Pierre Tsigaridis’ feature length debut is fun foray into Folk Horror

My favorite genre explorations of witchcraft are the ones that attempt to do something a bit different with the age old myth. You get just that with Two Witches, the feature length debut by Pierre Tsigaridis, a French cinematographer turned director. The film is a slow burn episodic take on two generations of witches that torment a small group of friends. Broken up into chapters the first one looks at a young pregnant woman who believes she was struck with the evil eye and begins to unravel while spending some time with her significant other’s hipster friends who definitely have a vested interest in the occult. Her story is deliberately paced and lays the groundwork before it climaxes in an incident that paves the way for the next story.
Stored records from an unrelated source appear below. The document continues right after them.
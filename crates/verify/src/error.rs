//! Error types for integrity verification.

use thiserror::Error;

/// Verification error type.
#[derive(Debug, Error)]
pub enum VerifyError {
    #[error("media probe failed: {0}")]
    ProbeFailed(String),

    #[error("media probe timed out after {timeout_secs}s")]
    ProbeTimeout { timeout_secs: u64 },

    #[error("io error: {0}")]
    Io(#[from] std::io::Error),
}

/// Result type alias for verification operations.
pub type VerifyResult<T> = std::result::Result<T, VerifyError>;
//! Error types for upload intake.

use pressroom_core::SessionId;
use thiserror::Error;

/// Intake error type.
#[derive(Debug, Error)]
pub enum IntakeError {
    #[error("chunk index {index} out of range (session expects {expected} chunks)")]
    InvalidChunkIndex { index: u32, expected: u32 },

    #[error("chunk {index} is empty")]
    EmptyChunk { index: u32 },

    #[error("upload incomplete: missing chunk indices {missing:?}")]
    IncompleteUpload { missing: Vec<u32> },

    #[error("session not found: {0}")]
    SessionNotFound(SessionId),

    #[error("session already merged: {0}")]
    AlreadyMerged(SessionId),

    #[error("session metadata corrupt: {0}")]
    SessionCorrupt(String),

    #[error("file failed verification: {reasons:?}")]
    VerificationFailed { reasons: Vec<String> },

    #[error(transparent)]
    Core(#[from] pressroom_core::Error),

    #[error(transparent)]
    Verify(#[from] pressroom_verify::VerifyError),

    #[error(transparent)]
    Vault(#[from] pressroom_vault::VaultError),

    #[error("io error: {0}")]
    Io(#[from] std::io::Error),
}

/// Result type alias for intake operations.
pub type IntakeResult<T> = std::result::Result<T, IntakeError>;
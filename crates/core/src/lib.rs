//! Core domain types and shared logic for the Pressroom media pipeline.
//!
//! This crate defines the canonical data model used across all other crates:
//! - Content checksums and incremental hashing
//! - Upload session lifecycle
//! - Stored media records and category layout
//! - Verification results
//! - The release manifest contract
//! - Configuration types

pub mod checksum;
pub mod config;
pub mod error;
pub mod manifest;
pub mod media;
pub mod session;
pub mod verdict;

pub use checksum::{Checksum, ChecksumHasher};
pub use config::{
    AppConfig, AssemblerConfig, IntakeConfig, KeyMaterialConfig, VaultConfig, VerifyConfig,
};
pub use error::{Error, Result};
pub use manifest::{
    ApprovalState, ArtistCredit, CanonicalIdentity, DynamicCoverEntry, ReleaseManifest, TrackEntry,
};
pub use media::{MediaCategory, StoredMedia};
pub use session::{SessionId, UploadSession};
pub use verdict::VerificationResult;

/// Default duration tolerance when verifying media files: 2 seconds.
pub const DEFAULT_DURATION_TOLERANCE_SECS: f64 = 2.0;

/// Maximum opaque reference length. Legacy storage columns cap references at
/// 191 characters, so any encoding that would exceed this must fall back to
/// a shorter reversible form instead of truncating.
pub const MAX_REFERENCE_LEN: usize = 191;
//! Tabular manifest sidecar.
//!
//! One header row plus one row per track, in track-number order. The sheet
//! is a business-reporting artifact consumed by humans; nothing in the
//! pipeline reparses it.

use crate::error::AssemblerResult;
use pressroom_core::ReleaseManifest;
use std::path::Path;
use tokio::fs;

/// Sidecar filename inside the package directory.
pub const SIDECAR_FILENAME: &str = "release-manifest.csv";

// Fixed placeholders; the actual figures live in the distribution
// contracts, not in this system.
const ROYALTY_SHARE_PLACEHOLDER: &str = "100%";
const RIGHTS_HOLDER_PLACEHOLDER: &str = "As per contract";
const TERRITORY_PLACEHOLDER: &str = "Worldwide";

const HEADER: &str = "No.,Release Type,Album,Track,Language,Genre,Performers,Words,Music,\
                      Royalty Share,Rights Holder,Territory";

/// Render the sidecar as CSV text.
pub fn render_sidecar(manifest: &ReleaseManifest) -> String {
    let mut out = String::from(HEADER);
    out.push('\n');
    for track in manifest.ordered_tracks() {
        let row = [
            track.track_number.to_string(),
            manifest.release_type.clone(),
            manifest.title.clone(),
            track.title.clone(),
            track.language.clone(),
            track.genre.clone(),
            track.performer_names(),
            track.words_by.join("; "),
            track.music_by.join("; "),
            ROYALTY_SHARE_PLACEHOLDER.to_string(),
            RIGHTS_HOLDER_PLACEHOLDER.to_string(),
            TERRITORY_PLACEHOLDER.to_string(),
        ];
        let row: Vec<String> = row.iter().map(|f| escape_field(f)).collect();
        out.push_str(&row.join(","));
        out.push('\n');
    }
    out
}

/// Write the sidecar into the package directory.
pub async fn write_sidecar(package_dir: &Path, manifest: &ReleaseManifest) -> AssemblerResult<()> {
    fs::write(package_dir.join(SIDECAR_FILENAME), render_sidecar(manifest)).await?;
    Ok(())
}

fn escape_field(value: &str) -> String {
    if value
        .chars()
        .any(|c| matches!(c, ',' | '"' | '\n' | '\r'))
    {
        format!("\"{}\"", value.replace('"', "\"\""))
    } else {
        value.to_string()
    }
}
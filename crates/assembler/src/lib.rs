//! Release package assembly for the Pressroom media pipeline.
//!
//! Given an approved release manifest, this crate resolves every asset
//! through the reference vault, re-verifies audio files, lays everything
//! out under a fixed directory convention, emits a tabular manifest
//! sidecar, and compresses the whole package into one delivery archive.
//! The package contains every asset the release is entitled to, and
//! nothing it is not.

pub mod album;
pub mod archive;
pub mod assembler;
pub mod error;
pub mod plan;
pub mod sheet;
pub mod tracks;

pub use assembler::{DeliveryArchive, ReleaseAssembler, ARCHIVE_CONTENT_TYPE};
pub use error::{AssemblerError, AssemblerResult};
pub use plan::ReleasePlan;
pub use tracks::TrackOutcome;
The next story moves a bit more brisk and follows Masha (Rebekah Kennedy) a troubled young woman who looks like the Hot Topic witch archetype you’d expect, who is about to inherit her mother’s gift. In this film, a witch’s power is passed down from mother to daughter, and while the first story deals with Masha’s mother, the second story tackles the terrifying prospect of what happens when someone who is powerless, is suddenly given unlimited power. This has her going on a spree attacking and killing those who she believed wronged her to get the love she never had. It’s very messy and thanks to Rebekah Kennedy’s sympathetic performance, the rage that fuels her attacks is palpable and almost understandable. It’s Masha’s thread that closes the loop as the film finishes with her attempting to crash her roommate’s holiday with her mother.

The film looks lush and definitely makes some big swings, sometimes it works and sometimes it doesn’t. Where the film doesn’t falter in its mythology, which I found fascinating as it forged its world and its rules before us. Where the film falters is it did a lot of things with faces and looks as a sort of magical trance, and sometimes it was really effective, and sometimes the camera would just linger a few milliseconds too long. That’s a minor nitpick for a film that I found worked relatively well and accomplished exactly what it set out to do. The actors here also are on 100% which definitely helps keeping some of those moment from becoming unintentionally funny, since it’s all played straight.

Two Witches is an enjoyable watch that delivers the scares along with an interesting mythology to boot. We don’t really see enough films dig into the Evil Eye, which once upon a time was a thing feared by folks. Rebekah Kennedy’s performance however, is what really elevates the narrative and invests you in the story after being relegated to the periphera for the first act. Her turn which is equal parts tragic and terrifying tears at the audience’s empathy as she goes on her rampage. When Two Witches works, it works really well, when it stumbles it still manages to keep you engaged to see what it comes up with next. The film was just released on Blu-ray by Arrow and is currently streaming on various services.